Pour former leur système frustré, Tigran Sedrakyan de l’Université du Massachusetts et son équipe ont mis au point un dispositif semi-conducteur composé de deux couches distinctes. La couche supérieure du dispositif est caractérisée par une forte concentration d’électrons. En revanche, la couche inférieure est spécialement conçue pour contenir des « trous », correspondant à des absences d’électrons, qui agissent comme des charges positives. Ils sont essentiels dans les semi-conducteurs, car ils permettent le mouvement des électrons et donc le flux d’électricité.

systeme frustre
Illustration du système frustré créé par les scientifiques. © Tigran Sedrakyan

Lorsque ces deux couches sont superposées, un déséquilibre se crée. Les électrons de la couche supérieure sont attirés par les trous de la couche inférieure, mais en raison de la configuration spécifique du dispositif, tous les électrons ne peuvent pas être appariés avec un trou.

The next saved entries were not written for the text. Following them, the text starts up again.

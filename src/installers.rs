//! Installer registry: the supported package managers and how to invoke them.
//!
//! Installers form a closed set ([`Installer`]). Each one has a static
//! [`InstallerSpec`] describing the binary to run, the argument template for
//! "install this package", an optional template for "is this package already
//! installed", and the platforms it applies to. Nothing here spawns processes.

use crate::error::AegisError;
use std::fmt;
use std::str::FromStr;
use tracing::debug;

/// Placeholder substituted with the package name in argument templates.
const PACKAGE: &str = "{package}";

#[derive(Debug, Clone, Copy, PartialEq, Eq, Hash)]
pub enum Platform {
    Windows,
    MacOs,
    Linux,
}

impl Platform {
    pub fn current() -> Self {
        if cfg!(windows) {
            Platform::Windows
        } else if cfg!(target_os = "macos") {
            Platform::MacOs
        } else {
            Platform::Linux
        }
    }

    /// Shell used to run raw user input: `(program, flag)`.
    pub fn shell(self) -> (&'static str, &'static str) {
        match self {
            Platform::Windows => ("cmd", "/C"),
            Platform::MacOs | Platform::Linux => ("sh", "-c"),
        }
    }

    pub fn as_str(self) -> &'static str {
        match self {
            Platform::Windows => "windows",
            Platform::MacOs => "macos",
            Platform::Linux => "linux",
        }
    }
}

impl fmt::Display for Platform {
    fn fmt(&self, f: &mut fmt::Formatter<'_>) -> fmt::Result {
        f.write_str(self.as_str())
    }
}

/// Whether this process runs as root (Unix) or as an administrator (Windows).
#[cfg(unix)]
pub fn is_elevated() -> bool {
    nix::unistd::geteuid().is_root()
}

#[cfg(windows)]
pub fn is_elevated() -> bool {
    // SAFETY: IsUserAnAdmin takes no arguments and only queries the token.
    unsafe { windows_sys::Win32::UI::Shell::IsUserAnAdmin() != 0 }
}

#[cfg(not(any(unix, windows)))]
pub fn is_elevated() -> bool {
    false
}

/// Startup warning shown when system package managers may refuse to work.
pub fn privileges_notice(elevated: bool) -> Option<&'static str> {
    (!elevated).then_some("⚠️  Admin rights not detected. Some installs may fail.")
}

#[derive(Debug, Clone, Copy, PartialEq, Eq, Hash)]
pub enum Installer {
    Pip,
    Npm,
    Apt,
    Brew,
    Winget,
    Choco,
    /// Download-and-extract procedure instead of a package manager.
    Manual,
}

impl Installer {
    pub const ALL: [Installer; 7] = [
        Installer::Pip,
        Installer::Npm,
        Installer::Apt,
        Installer::Brew,
        Installer::Winget,
        Installer::Choco,
        Installer::Manual,
    ];

    pub fn as_str(self) -> &'static str {
        match self {
            Installer::Pip => "pip",
            Installer::Npm => "npm",
            Installer::Apt => "apt",
            Installer::Brew => "brew",
            Installer::Winget => "winget",
            Installer::Choco => "choco",
            Installer::Manual => "manual",
        }
    }

    pub fn spec(self) -> &'static InstallerSpec {
        match self {
            Installer::Pip => &PIP,
            Installer::Npm => &NPM,
            Installer::Apt => &APT,
            Installer::Brew => &BREW,
            Installer::Winget => &WINGET,
            Installer::Choco => &CHOCO,
            Installer::Manual => &MANUAL,
        }
    }
}

impl fmt::Display for Installer {
    fn fmt(&self, f: &mut fmt::Formatter<'_>) -> fmt::Result {
        f.write_str(self.as_str())
    }
}

impl FromStr for Installer {
    type Err = AegisError;

    fn from_str(s: &str) -> Result<Self, Self::Err> {
        match s.trim().to_ascii_lowercase().as_str() {
            "pip" | "pip3" => Ok(Installer::Pip),
            "npm" => Ok(Installer::Npm),
            "apt" | "apt-get" => Ok(Installer::Apt),
            "brew" | "homebrew" => Ok(Installer::Brew),
            "winget" => Ok(Installer::Winget),
            "choco" | "chocolatey" => Ok(Installer::Choco),
            "manual" => Ok(Installer::Manual),
            _ => Err(AegisError::UnsupportedInstaller(s.to_string())),
        }
    }
}

/// Static description of how to drive one installer.
#[derive(Debug)]
pub struct InstallerSpec {
    pub installer: Installer,
    pub binary: &'static str,
    pub install_args: &'static [&'static str],
    /// `(program, args)` that exits zero when the package is installed.
    pub query: Option<(&'static str, &'static [&'static str])>,
    pub platforms: &'static [Platform],
}

const EVERYWHERE: &[Platform] = &[Platform::Windows, Platform::MacOs, Platform::Linux];

static PIP: InstallerSpec = InstallerSpec {
    installer: Installer::Pip,
    binary: "pip",
    install_args: &["install", PACKAGE],
    query: Some(("pip", &["show", PACKAGE])),
    platforms: EVERYWHERE,
};

static NPM: InstallerSpec = InstallerSpec {
    installer: Installer::Npm,
    binary: "npm",
    install_args: &["install", "-g", PACKAGE],
    query: Some(("npm", &["ls", "-g", "--depth=0", PACKAGE])),
    platforms: EVERYWHERE,
};

static APT: InstallerSpec = InstallerSpec {
    installer: Installer::Apt,
    binary: "apt-get",
    install_args: &["install", "-y", PACKAGE],
    query: Some(("dpkg", &["-s", PACKAGE])),
    platforms: &[Platform::Linux],
};

static BREW: InstallerSpec = InstallerSpec {
    installer: Installer::Brew,
    binary: "brew",
    install_args: &["install", PACKAGE],
    query: Some(("brew", &["list", PACKAGE])),
    platforms: &[Platform::MacOs, Platform::Linux],
};

static WINGET: InstallerSpec = InstallerSpec {
    installer: Installer::Winget,
    binary: "winget",
    install_args: &[
        "install",
        "--accept-package-agreements",
        "--accept-source-agreements",
        PACKAGE,
    ],
    query: Some(("winget", &["list", "--exact", "--id", PACKAGE])),
    platforms: &[Platform::Windows],
};

static CHOCO: InstallerSpec = InstallerSpec {
    installer: Installer::Choco,
    binary: "choco",
    install_args: &["install", PACKAGE, "-y"],
    query: Some(("choco", &["list", "--local-only", "--exact", PACKAGE])),
    platforms: &[Platform::Windows],
};

static MANUAL: InstallerSpec = InstallerSpec {
    installer: Installer::Manual,
    binary: "",
    install_args: &[],
    query: None,
    platforms: EVERYWHERE,
};

fn fill(template: &[&str], package: &str) -> Vec<String> {
    template
        .iter()
        .map(|arg| arg.replace(PACKAGE, package))
        .collect()
}

impl InstallerSpec {
    pub fn supports(&self, platform: Platform) -> bool {
        self.platforms.contains(&platform)
    }

    /// Concrete `(program, args)` installing `package`.
    pub fn install_invocation(&self, package: &str) -> (String, Vec<String>) {
        (self.binary.to_string(), fill(self.install_args, package))
    }

    pub fn query_invocation(&self, package: &str) -> Option<(String, Vec<String>)> {
        self.query
            .map(|(program, args)| (program.to_string(), fill(args, package)))
    }
}

/// Platform substitutions: `(requested, host) -> replacement`.
static NORMALIZATION: &[(Installer, Platform, Installer)] = &[
    (Installer::Apt, Platform::Windows, Installer::Winget),
    (Installer::Brew, Platform::Windows, Installer::Winget),
    (Installer::Apt, Platform::MacOs, Installer::Brew),
    (Installer::Winget, Platform::MacOs, Installer::Brew),
    (Installer::Choco, Platform::MacOs, Installer::Brew),
    (Installer::Winget, Platform::Linux, Installer::Apt),
    (Installer::Choco, Platform::Linux, Installer::Apt),
];

/// Maps an installer to its equivalent on `platform`; unmapped pairs pass through.
pub fn normalize(installer: Installer, platform: Platform) -> Installer {
    let normalized = NORMALIZATION
        .iter()
        .find(|(requested, host, _)| *requested == installer && *host == platform)
        .map(|(_, _, replacement)| *replacement)
        .unwrap_or(installer);
    if normalized != installer {
        debug!("Normalized installer {} -> {} on {}", installer, normalized, platform);
    }
    normalized
}

/// An `(installer, package)` pair as written by users, mappings or the assistant.
///
/// The installer is kept as text because it may name something unsupported;
/// that is only detected when the dispatcher tries to run it.
#[derive(Debug, Clone, PartialEq, Eq)]
pub struct InstallTarget {
    pub installer: String,
    pub package: String,
}

impl InstallTarget {
    pub fn new(installer: impl Into<String>, package: impl Into<String>) -> Self {
        Self {
            installer: installer.into(),
            package: package.into(),
        }
    }
}

impl fmt::Display for InstallTarget {
    fn fmt(&self, f: &mut fmt::Formatter<'_>) -> fmt::Result {
        write!(f, "{} install {}", self.installer, self.package)
    }
}

/// Parses strings like `pip install requests`, `yarn add left-pad` or `apt python3`.
///
/// Option tokens (`-g`, `--user`) are skipped; the installer's own
/// argument template decides which flags are passed.
pub fn parse_install_command(command: &str) -> Result<InstallTarget, AegisError> {
    let parts: Vec<&str> = command
        .split_whitespace()
        .filter(|part| !part.starts_with('-'))
        .collect();
    let is_verb = |part: &str| matches!(part.to_lowercase().as_str(), "install" | "add");
    if parts.len() >= 3 && is_verb(parts[1]) {
        return Ok(InstallTarget::new(parts[0], parts[2]));
    }
    if parts.len() == 2 && !is_verb(parts[1]) {
        return Ok(InstallTarget::new(parts[0], parts[1]));
    }
    Err(AegisError::parse("install command", command))
}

Ce déséquilibre amène une situation où les électrons sont forcés d’adopter des configurations qu’ils n’auraient normalement pas prises dans un semi-conducteur standard. Dans ce contexte, l’état liquide de Bose chiral émerge. Lingjie Du de l’Université de Nanjing en Chine et co-auteur de l’étude, explique dans un communiqué : « Au bord de la bicouche semi-conductrice, les électrons et les trous se déplacent avec les mêmes vitesses ». Il ajoute : « Cela conduit à un transport de type hélicoïdal, qui peut être davantage modulé par des champs magnétiques externes à mesure que les canaux d’électrons et de trous sont progressivement séparés sous des champs plus élevés ».

Stabilité et stockage quantique

L’entrelacement quantique (ou intrication quantique) est un principe de la mécanique quantique où deux particules ou plus deviennent si intrinsèquement liées que l’état de l’une influence instantanément l’état de l’autre, peu importe la distance qui les sépare. Dans l’état liquide de Bose chiral, cet entrelacement ne se limite pas à des paires de particules, mais s’étend sur de longues distances, affectant potentiellement des milliers ou des millions de particules simultanément.

Dans ce contexte, lorsqu’une particule au sein de ce système est perturbée, par un changement de spin ou d’énergie, cette perturbation se propage à travers l’ensemble du système. Toutes les particules entrelacées réagissent de manière similaire, presque instantanément. Cette réaction en chaîne est comparable à un effet domino à l’échelle subatomique.

Cette propriété unique de l’état liquide de Bose chiral pourrait avoir des implications dans le domaine des technologies de l’information quantique. L’un des défis majeurs de l’informatique quantique est en effet la gestion et le contrôle fiables des états quantiques, qui sont souvent extrêmement sensibles aux perturbations extérieures.

L’entrelacement à longue portée dans cet état de la matière pourrait permettre de développer de nouvelles méthodes de transmission et de manipulation de l’information à l’échelle quantique. Les informations pourraient être codées et transmises via l’état de particules entrelacées, permettant une communication ultrarapide et potentiellement inviolable, car toute tentative de perturbation de l’état d’une particule serait immédiatement répercutée sur l’ensemble du système.

En outre, cette capacité à influencer simultanément un grand nombre de particules pourrait ouvrir la voie à des calculs quantiques plus efficaces et à des algorithmes plus complexes, accélérant de manière significative la vitesse de traitement des informations. Les implications de cette découverte pourraient donc être vastes.

Enfin, dans cet état, les électrons gèleraient selon un modèle prévisible et une direction de spin fixe au zéro absolu, et ne pourraient pas être impactés par d’autres particules ou champs magnétiques. Cette stabilité pourrait avoir des applications dans les systèmes de stockage numérique de niveau quantique.